Professor Jules Pretty is an author and academic whose work focuses on sustainable agriculture and the relationship between people and the land. He is on the Steering Committee for a new, ground-breaking report from the Economics of Ecosystems & Biodiversity for Agriculture and Food (TEEBAgriFood). This report addresses how to evaluate our agriculture and food systems while considering a range of social, human, and environmental dimensions across the value chain.

The goal of TEEBAgriFood is more comprehensively to determine the absolute costs, benefits, and dependencies of agriculture and food production. What makes some produce less expensive in most supermarkets is in part the use of cheap—often subsidized—fertilizers and pesticides, but that retail price does not take into account the hidden costs like environmental damage from runoff or human impacts on life and livelihoods. Conversely, these prices do not recognize the positive benefits created by more sustainable forms of agriculture. If we want accurately to price food, all these side effects, or externalities, need to be accounted for. TEEBAgriFood is creating a framework for assessing all the impacts of food, from farm to fork to disposal, including effects on livelihoods, the environment, and human health. This can help farmers, decision makers, and businesses more accurately look at the impacts of different practices and policies.
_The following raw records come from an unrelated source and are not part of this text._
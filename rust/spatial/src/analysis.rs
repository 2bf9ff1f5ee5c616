// This Source Code Form is subject to the terms of the Mozilla Public
// License, v. 2.0. If a copy of the MPL was not distributed with this
// file, You can obtain one at https://mozilla.org/MPL/2.0/.

//! Derived statistics over a finished scan

use serde::Serialize;

use crate::scan::RoomScanData;
use crate::spatial_data::WallSpatialInfo;
use crate::types::Position3D;

/// Wall usage summary
#[derive(Debug, Clone, Serialize)]
pub struct RoomLayoutAnalysis<'a> {
    /// Widest wall, first one on ties
    pub longest_wall: Option<&'a WallSpatialInfo>,
    /// Walls with nothing attached
    pub clear_walls: Vec<&'a WallSpatialInfo>,
    /// Walls carrying at least one window
    pub window_walls: Vec<&'a WallSpatialInfo>,
    pub effective_wall_area: f64,
    pub total_windows: usize,
    pub total_doors: usize,
}

impl RoomLayoutAnalysis<'_> {
    pub fn natural_light_sides(&self) -> usize {
        self.window_walls.len()
    }
}

pub fn analyze_room_layout(scan: &RoomScanData) -> RoomLayoutAnalysis<'_> {
    let data = scan.spatial_data();

    let longest_wall = data.walls.iter().fold(None, |best: Option<&WallSpatialInfo>, wall| match best {
        Some(b) if b.dimensions.width >= wall.dimensions.width => Some(b),
        _ => Some(wall),
    });

    RoomLayoutAnalysis {
        longest_wall,
        clear_walls: data
            .walls
            .iter()
            .filter(|w| data.elements_attached_to(w.identifier).is_empty())
            .collect(),
        window_walls: data
            .walls
            .iter()
            .filter(|w| !data.windows_attached_to(w.identifier).is_empty())
            .collect(),
        effective_wall_area: data.effective_wall_area(),
        total_windows: data.windows.len(),
        total_doors: data.doors.len(),
    }
}

#[derive(Debug, Clone, Copy, PartialEq, Eq, Serialize)]
#[serde(rename_all = "lowercase")]
pub enum LightingQuality {
    Excellent,
    Good,
    Fair,
    Poor,
}

impl LightingQuality {
    /// Bucket a window-to-floor area ratio
    pub fn from_ratio(ratio: f64) -> Self {
        if ratio > 0.15 {
            LightingQuality::Excellent
        } else if ratio > 0.10 {
            LightingQuality::Good
        } else if ratio > 0.05 {
            LightingQuality::Fair
        } else {
            LightingQuality::Poor
        }
    }

    pub fn description(&self) -> &'static str {
        match self {
            LightingQuality::Excellent => "Excellent natural lighting with large windows",
            LightingQuality::Good => "Good natural lighting",
            LightingQuality::Fair => "Fair natural lighting",
            LightingQuality::Poor => "Limited natural lighting",
        }
    }
}

#[derive(Debug, Clone, Serialize)]
pub struct NaturalLightAnalysis {
    pub total_window_area: f64,
    pub window_to_floor_ratio: f64,
    pub lighting_quality: LightingQuality,
    /// Normals of the walls hosting each attached window
    pub window_orientations: Vec<Position3D>,
}

impl NaturalLightAnalysis {
    pub fn has_natural_light(&self) -> bool {
        self.total_window_area > 0.0
    }

    pub fn is_well_lit(&self) -> bool {
        matches!(
            self.lighting_quality,
            LightingQuality::Excellent | LightingQuality::Good
        )
    }
}

pub fn analyze_natural_light(scan: &RoomScanData) -> NaturalLightAnalysis {
    let data = scan.spatial_data();

    let total_window_area: f64 = data.windows.iter().map(|w| w.area()).sum();
    let window_orientations = data
        .windows
        .iter()
        .filter_map(|w| w.parent_wall_id)
        .filter_map(|id| data.wall(id))
        .map(WallSpatialInfo::normal_vector)
        .collect();

    // Floor area is clamped to at least 4 sq m, so the ratio is always finite
    let floor_area = scan.dimensions().area();
    let window_to_floor_ratio = if floor_area > 0.0 {
        total_window_area / floor_area
    } else {
        0.0
    };

    NaturalLightAnalysis {
        total_window_area,
        window_to_floor_ratio,
        lighting_quality: LightingQuality::from_ratio(window_to_floor_ratio),
        window_orientations,
    }
}
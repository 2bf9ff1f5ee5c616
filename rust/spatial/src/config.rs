// This Source Code Form is subject to the terms of the Mozilla Public
// License, v. 2.0. If a copy of the MPL was not distributed with this
// file, You can obtain one at https://mozilla.org/MPL/2.0/.

//! Tunable constants for the extraction pipeline

use serde::{Deserialize, Serialize};

use crate::error::{Error, Result};

/// Which area the room classifier feeds into its size heuristic
#[derive(Debug, Clone, Copy, Default, PartialEq, Eq, Serialize, Deserialize)]
#[serde(rename_all = "snake_case")]
pub enum FloorAreaSource {
    /// Horizontal footprint of all wall bounds (width x depth, unclamped)
    #[default]
    Footprint,
    /// Width x depth of the first captured wall only
    FirstWall,
}

/// Configuration for spatial extraction
#[derive(Debug, Clone, Serialize, Deserialize)]
pub struct SpatialConfig {
    /// Maximum wall distance (metres, exclusive) for an opening to attach
    pub attachment_threshold: f64,
    /// Distance written into every relationship's spatial connection
    pub relationship_distance: f64,
    /// Distances closer than this count as a tie between candidate walls
    pub tie_epsilon: f64,
    /// Minimum room width (metres)
    pub min_room_width: f64,
    /// Minimum room height (metres)
    pub min_room_height: f64,
    /// Minimum room depth (metres)
    pub min_room_depth: f64,
    /// Rooms below this area (sq m) are bathrooms
    pub bathroom_max_area: f64,
    /// Rooms below this area (sq m) are bedrooms
    pub bedroom_max_area: f64,
    /// Area used by the classifier fallback
    pub area_source: FloorAreaSource,
    /// Run independent extraction steps on the rayon pool
    pub parallel_extraction: bool,
}

impl Default for SpatialConfig {
    fn default() -> Self {
        Self {
            attachment_threshold: 1.0,
            relationship_distance: 0.0,
            tie_epsilon: 1e-9,
            min_room_width: 2.0,
            min_room_height: 2.4,
            min_room_depth: 2.0,
            bathroom_max_area: 8.0,
            bedroom_max_area: 15.0,
            area_source: FloorAreaSource::Footprint,
            parallel_extraction: true,
        }
    }
}

impl SpatialConfig {
    /// Check that every numeric field is finite and non-negative
    pub fn validate(&self) -> Result<()> {
        let fields = [
            ("attachment_threshold", self.attachment_threshold),
            ("relationship_distance", self.relationship_distance),
            ("tie_epsilon", self.tie_epsilon),
            ("min_room_width", self.min_room_width),
            ("min_room_height", self.min_room_height),
            ("min_room_depth", self.min_room_depth),
            ("bathroom_max_area", self.bathroom_max_area),
            ("bedroom_max_area", self.bedroom_max_area),
        ];

        for (name, value) in fields {
            if !value.is_finite() || value < 0.0 {
                return Err(Error::InvalidConfig(format!(
                    "{} must be finite and non-negative, got {}",
                    name, value
                )));
            }
        }

        if self.bathroom_max_area > self.bedroom_max_area {
            return Err(Error::InvalidConfig(format!(
                "bathroom_max_area ({}) exceeds bedroom_max_area ({})",
                self.bathroom_max_area, self.bedroom_max_area
            )));
        }

        Ok(())
    }
}
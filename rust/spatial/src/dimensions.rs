// This Source Code Form is subject to the terms of the Mozilla Public
// License, v. 2.0. If a copy of the MPL was not distributed with this
// file, You can obtain one at https://mozilla.org/MPL/2.0/.

//! Room bounding dimensions from wall extents

use serde::{Deserialize, Serialize};

use crate::capture::CapturedSurface;
use crate::config::SpatialConfig;
use crate::geometry::{calculate_corners, extract_orientation, extract_position};
use crate::types::Position3D;

/// Bounding size of a room in metres
///
/// `area` is always `width * depth` of the values given at construction.
#[derive(Debug, Clone, Copy, PartialEq, Serialize, Deserialize)]
#[serde(from = "DimensionsRepr")]
pub struct RoomDimensions {
    width: f64,
    height: f64,
    depth: f64,
    area: f64,
}

/// Wire form accepted when reading dimensions back; any `area` is recomputed
#[derive(Deserialize)]
struct DimensionsRepr {
    width: f64,
    height: f64,
    depth: f64,
}

impl From<DimensionsRepr> for RoomDimensions {
    fn from(repr: DimensionsRepr) -> Self {
        RoomDimensions::new(repr.width, repr.height, repr.depth)
    }
}

impl RoomDimensions {
    pub fn new(width: f64, height: f64, depth: f64) -> Self {
        Self {
            width,
            height,
            depth,
            area: width * depth,
        }
    }

    #[inline]
    pub fn width(&self) -> f64 {
        self.width
    }

    #[inline]
    pub fn height(&self) -> f64 {
        self.height
    }

    #[inline]
    pub fn depth(&self) -> f64 {
        self.depth
    }

    /// Floor area in square metres
    #[inline]
    pub fn area(&self) -> f64 {
        self.area
    }
}

/// Axis-aligned world bounds of a set of walls
#[derive(Debug, Clone)]
pub struct RoomBounds {
    pub min: Position3D,
    pub max: Position3D,
    /// Number of points added
    pub sample_count: usize,
}

impl RoomBounds {
    /// Create new bounds initialized to invalid state
    pub fn new() -> Self {
        Self {
            min: Position3D::new(f64::MAX, f64::MAX, f64::MAX),
            max: Position3D::new(f64::MIN, f64::MIN, f64::MIN),
            sample_count: 0,
        }
    }

    /// Bounds of every wall's eight world-space corners
    ///
    /// For an axis-aligned wall this is `position ± dimensions / 2` on each
    /// axis. Walls with non-finite geometry are skipped.
    pub fn from_walls(walls: &[CapturedSurface]) -> Self {
        let mut bounds = Self::new();

        for wall in walls {
            let position = extract_position(&wall.transform);
            let orientation = extract_orientation(&wall.transform);
            let corners = calculate_corners(&position, &wall.dimensions, &orientation);

            if corners.iter().all(Position3D::is_finite) {
                for corner in &corners {
                    bounds.expand(corner);
                }
            } else {
                tracing::warn!(id = %wall.identifier, "Skipping wall with non-finite geometry");
            }
        }

        bounds
    }

    /// Check if bounds are valid (at least one point added)
    #[inline]
    pub fn is_valid(&self) -> bool {
        self.sample_count > 0
    }

    /// Expand bounds to include a point
    #[inline]
    pub fn expand(&mut self, p: &Position3D) {
        self.min.x = self.min.x.min(p.x);
        self.min.y = self.min.y.min(p.y);
        self.min.z = self.min.z.min(p.z);
        self.max.x = self.max.x.max(p.x);
        self.max.y = self.max.y.max(p.y);
        self.max.z = self.max.z.max(p.z);
        self.sample_count += 1;
    }

    /// `(width, height, depth)`, zero when empty
    pub fn size(&self) -> (f64, f64, f64) {
        if !self.is_valid() {
            return (0.0, 0.0, 0.0);
        }
        (
            self.max.x - self.min.x,
            self.max.y - self.min.y,
            self.max.z - self.min.z,
        )
    }

    /// Unclamped horizontal footprint (width x depth)
    pub fn footprint_area(&self) -> f64 {
        let (width, _, depth) = self.size();
        width * depth
    }
}

impl Default for RoomBounds {
    fn default() -> Self {
        Self::new()
    }
}

/// Room dimensions from wall extents, floored to the configured minimums
pub fn calculate_room_dimensions(walls: &[CapturedSurface], config: &SpatialConfig) -> RoomDimensions {
    let (width, height, depth) = RoomBounds::from_walls(walls).size();

    let dimensions = RoomDimensions::new(
        width.max(config.min_room_width),
        height.max(config.min_room_height),
        depth.max(config.min_room_depth),
    );

    tracing::debug!(
        raw_width = width,
        raw_height = height,
        raw_depth = depth,
        area = dimensions.area(),
        "Calculated room dimensions"
    );

    dimensions
}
Professor Pretty worked for ten years at the International Institute for Environment and Development, where he was director of their sustainable agriculture program. In 1997, he joined the University of Essex in the U.K., where he set up the Centre for Environment and Society. He is currently Professor of Environment and Society and Deputy Vice-Chancellor at the University of Essex. He received a 1997 award from the Indian Ecological Society, was appointed A D White Professor-at-Large by Cornell University from 2001, and is Chief & Founding Editor of the International Journal of Agricultural Sustainability.